Typically, the pain level at the SIJ is low. So low the patient is not aware of it day to day beyond a mild ache and they dismiss it. When palpating the SIJ it is necessary to closely question the patient whether they feel any discomfort or differences between the left and right sides.

In terms of the affect this hip anomally may have more distally, the pain level at the SIJ is not relevant but it does verify chronic hip rotation is taking place and causing dysfunction at the SIJ...the joint does not like being forced continuously to full ROM. Regarding relevance of SIJ pain, I do encounter instances of unilateral anterior hip rotation, with or without any pain on palpation of the SIJ, that are experiencing symptoms distally in the lower limb as a direct result of the hip anomally but that is a story for another time.

In your subject's case you state "inflammation" of the, red, puffy, swollen??? What is the pain level? Can you verify its' source by palpation? Where the SIJ pain level is high, it is frequently perceived by the subject as lower back pain but it can merely be hip rotation causing discomfort at the SIJ. Where the pain level is crippling and they are unable to move, unable to rise out of a chair, there is the possibility of more serious degeneration or damage in the joint. Never-the-less, still work to correct hip posture because I have been able to provide significant relief to these more serious cases by doing so.

So far I have only discussed examining movement of the hip in the Sagital plane.

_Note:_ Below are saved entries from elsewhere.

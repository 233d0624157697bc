use std::fmt::{Display, Formatter};

use thiserror::Error;

use crate::domain::types::Locale;
use crate::i18n::Catalog;

/// Text shown to the user when an action fails: a catalog key plus named
/// arguments whose values are catalog keys as well.
#[derive(Debug, Clone, PartialEq, Eq)]
pub struct UserMessage {
    key: &'static str,
    args: Vec<(&'static str, Vec<String>)>,
}

impl UserMessage {
    pub fn new(key: &'static str) -> Self {
        Self {
            key,
            args: Vec::new(),
        }
    }

    /// Fills `{name}` with the translations of `keys`, comma separated.
    pub fn with_arg<I, S>(mut self, name: &'static str, keys: I) -> Self
    where
        I: IntoIterator<Item = S>,
        S: Into<String>,
    {
        self.args
            .push((name, keys.into_iter().map(Into::into).collect()));
        self
    }

    pub fn key(&self) -> &'static str {
        self.key
    }

    pub fn render(&self, catalog: &Catalog, locale: Locale) -> String {
        let mut text = catalog.translate(locale, self.key);
        for (name, keys) in &self.args {
            let value = keys
                .iter()
                .map(|key| catalog.translate(locale, key))
                .collect::<Vec<_>>()
                .join(", ");
            text = text.replace(&format!("{{{name}}}"), &value);
        }
        text
    }
}

impl Display for UserMessage {
    fn fmt(&self, f: &mut Formatter<'_>) -> std::fmt::Result {
        write!(f, "{}", self.key)?;
        for (name, keys) in &self.args {
            write!(f, " {name}=[{}]", keys.join(", "))?;
        }
        Ok(())
    }
}

/// Generic error type used by service layer functions.
#[derive(Debug, Error, PartialEq, Eq)]
pub enum ServiceError {
    /// No session, or the session does not resolve to a profile.
    #[error("unauthorized")]
    Unauthorized,
    /// The actor's role or ownership does not permit the action.
    #[error("forbidden: {0}")]
    Forbidden(String),
    /// Requested resource was not found.
    #[error("not found")]
    NotFound,
    /// The target is not in a state that allows the action.
    #[error("conflict: {0}")]
    Conflict(UserMessage),
    /// Submitted form data failed validation.
    #[error("invalid form: {0}")]
    Form(UserMessage),
    /// A value could not be converted into a domain type.
    #[error("invalid value: {0}")]
    TypeConstraint(UserMessage),
    /// An unexpected internal error occurred.
    #[error("internal error")]
    Internal,
}

impl ServiceError {
    /// Message for the failures a user can correct by changing the input or
    /// retrying. `None` for errors that redirect elsewhere.
    pub fn user_message(&self) -> Option<UserMessage> {
        match self {
            Self::Conflict(message) | Self::Form(message) | Self::TypeConstraint(message) => {
                Some(message.clone())
            }
            Self::NotFound => Some(UserMessage::new("flash.not_found")),
            Self::Internal => Some(UserMessage::new("flash.generic_error")),
            Self::Unauthorized | Self::Forbidden(_) => None,
        }
    }
}

/// Convenient alias for results returned from service functions.
pub type ServiceResult<T> = Result<T, ServiceError>;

Understand that when the hip does so, and does so to a significant degree unilaterally, it introduces a tilt to the pelvis and sacrum in the Frontal plane throwing a temporary scoliotic force on the spine. It also creates an apparent or functional leg length difference as the hip joint rotates in an arc posteriorly and superiorly with anterior hip rotation; that leg will appear to be and is effectively shorter for functional purposes posturally. Should it transpire there are actual or anatomical leg length differences, and in my experience this is unusual, this may lead to the need to insert heel lifts to correct issues at the hip. Initially though, focus on rectifying hip rotation anomalies in the Sagital plane as I described in my earlier comment and relieve any lateral stresses through the ITB, TFL, QL, Lats that may be throwing out Frontal plane balance. When treatment and the subject's efforts to strengthen weakness and stretch tightness have taken affect, reassess. Then take it from there. Positive outcomes can be very quick to achieve.

Use of Reflexology to assist treatment of an SIJ problem of this nature can enhance treatment should the therapist choose to do so, but assessment of the patient's condition is essential and use of a strategic Remedial plan of release, stretching and strengthening will generally yield a better and more rapid recovery. This is how I was taught to practice Remedial Massage Therapy. I have not gone into the detail of treatment techniques I might employ but highlight assessment concepts that should be considered. If you have any further questions, do not hesitate to ask.